Activity:
In the data below, find each line that contains the word "SharedStore" and copy it.

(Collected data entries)
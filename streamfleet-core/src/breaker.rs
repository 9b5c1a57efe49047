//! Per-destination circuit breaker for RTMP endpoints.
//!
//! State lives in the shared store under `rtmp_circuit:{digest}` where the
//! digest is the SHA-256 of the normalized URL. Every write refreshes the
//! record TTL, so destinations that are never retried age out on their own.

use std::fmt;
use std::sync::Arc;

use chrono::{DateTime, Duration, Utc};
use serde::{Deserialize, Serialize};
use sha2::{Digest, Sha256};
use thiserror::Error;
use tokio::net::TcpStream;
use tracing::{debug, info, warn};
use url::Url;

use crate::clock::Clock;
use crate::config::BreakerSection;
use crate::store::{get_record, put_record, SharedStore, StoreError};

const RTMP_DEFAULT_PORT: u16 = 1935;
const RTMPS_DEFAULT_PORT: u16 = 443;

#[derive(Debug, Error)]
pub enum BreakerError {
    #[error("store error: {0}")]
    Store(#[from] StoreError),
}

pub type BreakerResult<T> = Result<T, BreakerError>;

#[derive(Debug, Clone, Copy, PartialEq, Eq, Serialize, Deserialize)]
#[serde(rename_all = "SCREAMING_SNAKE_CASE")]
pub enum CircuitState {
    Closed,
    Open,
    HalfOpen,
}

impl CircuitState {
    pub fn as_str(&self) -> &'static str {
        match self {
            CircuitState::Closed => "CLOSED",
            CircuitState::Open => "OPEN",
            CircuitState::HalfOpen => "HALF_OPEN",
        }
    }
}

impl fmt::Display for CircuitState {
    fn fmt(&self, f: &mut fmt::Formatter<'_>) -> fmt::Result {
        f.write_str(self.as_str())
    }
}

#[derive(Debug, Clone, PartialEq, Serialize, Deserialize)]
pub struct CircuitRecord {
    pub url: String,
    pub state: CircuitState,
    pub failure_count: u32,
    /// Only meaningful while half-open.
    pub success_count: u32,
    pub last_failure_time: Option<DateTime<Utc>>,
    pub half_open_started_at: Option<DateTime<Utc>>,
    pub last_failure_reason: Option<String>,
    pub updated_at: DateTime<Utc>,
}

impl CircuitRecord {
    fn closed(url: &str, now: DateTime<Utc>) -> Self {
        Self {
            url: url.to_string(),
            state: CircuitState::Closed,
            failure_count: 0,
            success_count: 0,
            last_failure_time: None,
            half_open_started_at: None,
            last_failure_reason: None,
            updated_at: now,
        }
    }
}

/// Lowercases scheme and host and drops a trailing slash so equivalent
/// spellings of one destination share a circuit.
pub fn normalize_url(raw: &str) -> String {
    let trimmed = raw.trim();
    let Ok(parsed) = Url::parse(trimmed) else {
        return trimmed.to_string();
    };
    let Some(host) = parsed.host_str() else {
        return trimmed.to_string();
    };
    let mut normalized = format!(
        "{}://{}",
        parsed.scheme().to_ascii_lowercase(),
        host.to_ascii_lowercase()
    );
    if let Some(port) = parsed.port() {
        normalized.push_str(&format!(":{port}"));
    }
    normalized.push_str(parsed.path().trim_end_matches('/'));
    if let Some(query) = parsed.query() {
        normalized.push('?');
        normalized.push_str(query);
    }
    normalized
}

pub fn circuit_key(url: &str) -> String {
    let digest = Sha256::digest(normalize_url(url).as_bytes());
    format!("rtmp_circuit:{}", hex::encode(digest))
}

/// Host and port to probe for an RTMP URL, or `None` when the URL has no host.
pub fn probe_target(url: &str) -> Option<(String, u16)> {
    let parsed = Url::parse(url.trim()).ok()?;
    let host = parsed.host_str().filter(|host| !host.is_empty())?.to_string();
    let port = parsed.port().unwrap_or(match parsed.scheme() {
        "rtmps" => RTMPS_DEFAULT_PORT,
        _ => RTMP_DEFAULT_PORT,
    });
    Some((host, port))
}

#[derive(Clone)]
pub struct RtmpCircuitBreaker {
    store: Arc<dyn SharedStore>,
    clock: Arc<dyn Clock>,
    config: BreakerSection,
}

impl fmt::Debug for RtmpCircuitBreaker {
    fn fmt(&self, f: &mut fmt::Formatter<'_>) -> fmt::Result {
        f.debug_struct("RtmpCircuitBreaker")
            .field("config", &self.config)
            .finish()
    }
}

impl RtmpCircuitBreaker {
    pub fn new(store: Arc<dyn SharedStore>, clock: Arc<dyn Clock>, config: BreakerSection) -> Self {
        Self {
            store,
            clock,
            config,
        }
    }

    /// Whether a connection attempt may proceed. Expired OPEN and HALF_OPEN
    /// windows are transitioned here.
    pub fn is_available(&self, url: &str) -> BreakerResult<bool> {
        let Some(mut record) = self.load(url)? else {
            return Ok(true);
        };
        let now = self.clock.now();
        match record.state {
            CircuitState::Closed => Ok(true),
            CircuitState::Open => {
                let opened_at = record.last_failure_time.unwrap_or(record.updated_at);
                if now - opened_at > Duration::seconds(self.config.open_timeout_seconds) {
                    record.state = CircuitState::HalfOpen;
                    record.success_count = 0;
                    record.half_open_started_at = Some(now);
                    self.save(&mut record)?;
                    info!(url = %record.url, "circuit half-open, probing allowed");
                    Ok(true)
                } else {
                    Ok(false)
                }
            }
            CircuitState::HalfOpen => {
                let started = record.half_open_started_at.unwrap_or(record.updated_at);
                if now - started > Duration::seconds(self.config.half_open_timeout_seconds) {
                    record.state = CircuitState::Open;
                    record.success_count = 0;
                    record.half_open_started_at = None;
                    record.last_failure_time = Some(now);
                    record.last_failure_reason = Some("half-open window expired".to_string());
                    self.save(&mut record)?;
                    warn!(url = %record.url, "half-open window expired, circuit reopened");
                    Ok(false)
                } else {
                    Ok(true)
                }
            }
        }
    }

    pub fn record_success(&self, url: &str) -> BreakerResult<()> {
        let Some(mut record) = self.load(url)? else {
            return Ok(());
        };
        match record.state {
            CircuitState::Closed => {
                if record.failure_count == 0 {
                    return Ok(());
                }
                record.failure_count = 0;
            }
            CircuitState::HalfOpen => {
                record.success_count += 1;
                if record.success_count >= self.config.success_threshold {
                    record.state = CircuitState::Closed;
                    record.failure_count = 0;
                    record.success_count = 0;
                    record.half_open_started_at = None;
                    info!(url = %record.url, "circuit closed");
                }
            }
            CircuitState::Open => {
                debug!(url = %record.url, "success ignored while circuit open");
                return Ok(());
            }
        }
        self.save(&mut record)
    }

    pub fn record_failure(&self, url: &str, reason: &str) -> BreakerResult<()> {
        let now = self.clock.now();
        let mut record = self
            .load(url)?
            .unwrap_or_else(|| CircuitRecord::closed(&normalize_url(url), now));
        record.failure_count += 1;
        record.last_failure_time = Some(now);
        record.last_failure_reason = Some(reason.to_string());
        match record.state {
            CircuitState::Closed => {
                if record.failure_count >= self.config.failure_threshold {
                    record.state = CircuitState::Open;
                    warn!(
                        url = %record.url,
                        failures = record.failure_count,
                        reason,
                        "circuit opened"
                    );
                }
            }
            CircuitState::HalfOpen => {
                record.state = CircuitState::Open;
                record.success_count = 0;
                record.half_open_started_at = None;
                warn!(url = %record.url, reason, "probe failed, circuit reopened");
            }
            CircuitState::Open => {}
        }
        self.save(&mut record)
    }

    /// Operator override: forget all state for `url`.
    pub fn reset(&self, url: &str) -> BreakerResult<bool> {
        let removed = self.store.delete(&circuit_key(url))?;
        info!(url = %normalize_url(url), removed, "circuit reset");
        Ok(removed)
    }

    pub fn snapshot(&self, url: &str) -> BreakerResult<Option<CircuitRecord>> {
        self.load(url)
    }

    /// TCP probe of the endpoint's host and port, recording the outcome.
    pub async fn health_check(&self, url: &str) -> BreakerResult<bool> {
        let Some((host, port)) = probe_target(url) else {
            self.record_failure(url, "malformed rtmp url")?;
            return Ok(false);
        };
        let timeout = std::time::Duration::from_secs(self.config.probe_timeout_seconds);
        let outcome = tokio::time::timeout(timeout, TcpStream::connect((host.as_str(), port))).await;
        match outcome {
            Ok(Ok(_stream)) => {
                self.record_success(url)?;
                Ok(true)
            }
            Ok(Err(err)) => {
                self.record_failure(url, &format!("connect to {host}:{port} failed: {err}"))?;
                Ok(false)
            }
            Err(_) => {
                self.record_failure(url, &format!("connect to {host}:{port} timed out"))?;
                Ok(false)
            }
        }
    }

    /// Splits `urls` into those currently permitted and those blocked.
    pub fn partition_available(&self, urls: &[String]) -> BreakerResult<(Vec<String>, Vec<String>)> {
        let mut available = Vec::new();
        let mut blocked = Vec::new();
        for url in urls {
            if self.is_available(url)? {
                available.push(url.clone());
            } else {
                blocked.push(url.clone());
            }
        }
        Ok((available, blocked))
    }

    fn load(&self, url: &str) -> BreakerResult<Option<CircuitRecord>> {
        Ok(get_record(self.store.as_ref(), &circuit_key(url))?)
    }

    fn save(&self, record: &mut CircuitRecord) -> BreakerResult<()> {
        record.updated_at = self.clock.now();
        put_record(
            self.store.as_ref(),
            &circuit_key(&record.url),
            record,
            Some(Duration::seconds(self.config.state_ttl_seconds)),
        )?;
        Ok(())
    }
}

==

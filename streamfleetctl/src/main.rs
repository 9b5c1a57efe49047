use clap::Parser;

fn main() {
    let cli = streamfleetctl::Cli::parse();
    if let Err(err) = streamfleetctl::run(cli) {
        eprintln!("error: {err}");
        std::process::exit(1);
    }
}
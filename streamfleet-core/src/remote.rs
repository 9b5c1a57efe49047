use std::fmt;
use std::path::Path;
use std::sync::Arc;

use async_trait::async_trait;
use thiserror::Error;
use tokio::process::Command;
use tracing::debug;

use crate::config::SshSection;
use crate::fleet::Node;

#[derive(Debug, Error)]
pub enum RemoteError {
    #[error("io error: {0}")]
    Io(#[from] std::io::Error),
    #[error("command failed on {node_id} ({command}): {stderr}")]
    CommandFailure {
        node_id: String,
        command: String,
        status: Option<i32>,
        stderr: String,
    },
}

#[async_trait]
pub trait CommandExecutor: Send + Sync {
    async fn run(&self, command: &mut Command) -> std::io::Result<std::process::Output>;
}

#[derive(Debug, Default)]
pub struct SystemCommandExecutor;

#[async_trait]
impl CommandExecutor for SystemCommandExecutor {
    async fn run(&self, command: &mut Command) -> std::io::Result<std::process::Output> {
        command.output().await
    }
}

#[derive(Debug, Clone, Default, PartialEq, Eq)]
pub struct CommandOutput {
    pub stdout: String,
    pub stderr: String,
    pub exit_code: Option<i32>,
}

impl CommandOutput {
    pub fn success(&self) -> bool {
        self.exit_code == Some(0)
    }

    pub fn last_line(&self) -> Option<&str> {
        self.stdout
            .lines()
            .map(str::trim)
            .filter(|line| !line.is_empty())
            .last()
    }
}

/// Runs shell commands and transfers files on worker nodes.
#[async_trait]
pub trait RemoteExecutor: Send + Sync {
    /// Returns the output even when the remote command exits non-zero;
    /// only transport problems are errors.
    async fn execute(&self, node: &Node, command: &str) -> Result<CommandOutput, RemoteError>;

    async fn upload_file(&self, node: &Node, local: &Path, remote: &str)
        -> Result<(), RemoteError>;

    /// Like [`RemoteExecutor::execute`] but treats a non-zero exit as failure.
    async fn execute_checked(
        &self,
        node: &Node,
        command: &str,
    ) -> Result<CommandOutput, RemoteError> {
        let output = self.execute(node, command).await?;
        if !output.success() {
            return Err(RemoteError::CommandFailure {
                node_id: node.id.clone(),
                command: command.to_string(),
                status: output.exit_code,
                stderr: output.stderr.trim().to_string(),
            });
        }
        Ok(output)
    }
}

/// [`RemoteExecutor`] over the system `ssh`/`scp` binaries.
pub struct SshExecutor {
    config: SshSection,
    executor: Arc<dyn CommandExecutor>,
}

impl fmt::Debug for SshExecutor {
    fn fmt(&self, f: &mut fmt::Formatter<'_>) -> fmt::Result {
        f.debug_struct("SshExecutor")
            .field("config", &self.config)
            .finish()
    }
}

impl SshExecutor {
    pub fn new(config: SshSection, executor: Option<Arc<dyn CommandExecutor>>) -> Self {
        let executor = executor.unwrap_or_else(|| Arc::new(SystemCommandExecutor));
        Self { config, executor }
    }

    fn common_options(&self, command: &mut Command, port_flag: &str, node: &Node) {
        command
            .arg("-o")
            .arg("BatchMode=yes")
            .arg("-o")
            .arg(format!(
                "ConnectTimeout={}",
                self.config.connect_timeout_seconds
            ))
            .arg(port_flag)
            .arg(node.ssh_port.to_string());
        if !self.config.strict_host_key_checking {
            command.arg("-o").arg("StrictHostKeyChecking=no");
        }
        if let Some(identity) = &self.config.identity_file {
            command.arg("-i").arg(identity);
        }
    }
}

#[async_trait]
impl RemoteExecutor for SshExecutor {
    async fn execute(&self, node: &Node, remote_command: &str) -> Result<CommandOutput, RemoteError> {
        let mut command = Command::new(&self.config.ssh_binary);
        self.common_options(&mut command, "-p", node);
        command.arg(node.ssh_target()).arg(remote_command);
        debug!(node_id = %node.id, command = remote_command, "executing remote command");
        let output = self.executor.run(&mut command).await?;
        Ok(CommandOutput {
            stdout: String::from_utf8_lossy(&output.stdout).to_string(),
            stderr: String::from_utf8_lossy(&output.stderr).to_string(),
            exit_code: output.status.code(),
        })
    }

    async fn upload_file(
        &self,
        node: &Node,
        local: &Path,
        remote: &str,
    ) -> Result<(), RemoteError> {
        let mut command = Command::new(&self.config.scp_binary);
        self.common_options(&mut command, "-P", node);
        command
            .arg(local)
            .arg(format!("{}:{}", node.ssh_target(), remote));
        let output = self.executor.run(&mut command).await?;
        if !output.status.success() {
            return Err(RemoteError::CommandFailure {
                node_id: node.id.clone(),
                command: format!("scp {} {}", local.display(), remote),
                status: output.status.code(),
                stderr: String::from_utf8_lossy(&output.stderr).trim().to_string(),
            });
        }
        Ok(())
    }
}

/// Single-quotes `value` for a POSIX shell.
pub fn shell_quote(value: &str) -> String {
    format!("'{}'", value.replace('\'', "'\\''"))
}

Reply:
use crate::store::{get_record, put_record, SharedStore, StoreError};
    store: Arc<dyn SharedStore>,
    pub fn new(store: Arc<dyn SharedStore>, clock: Arc<dyn Clock>, config: BreakerSection) -> Self {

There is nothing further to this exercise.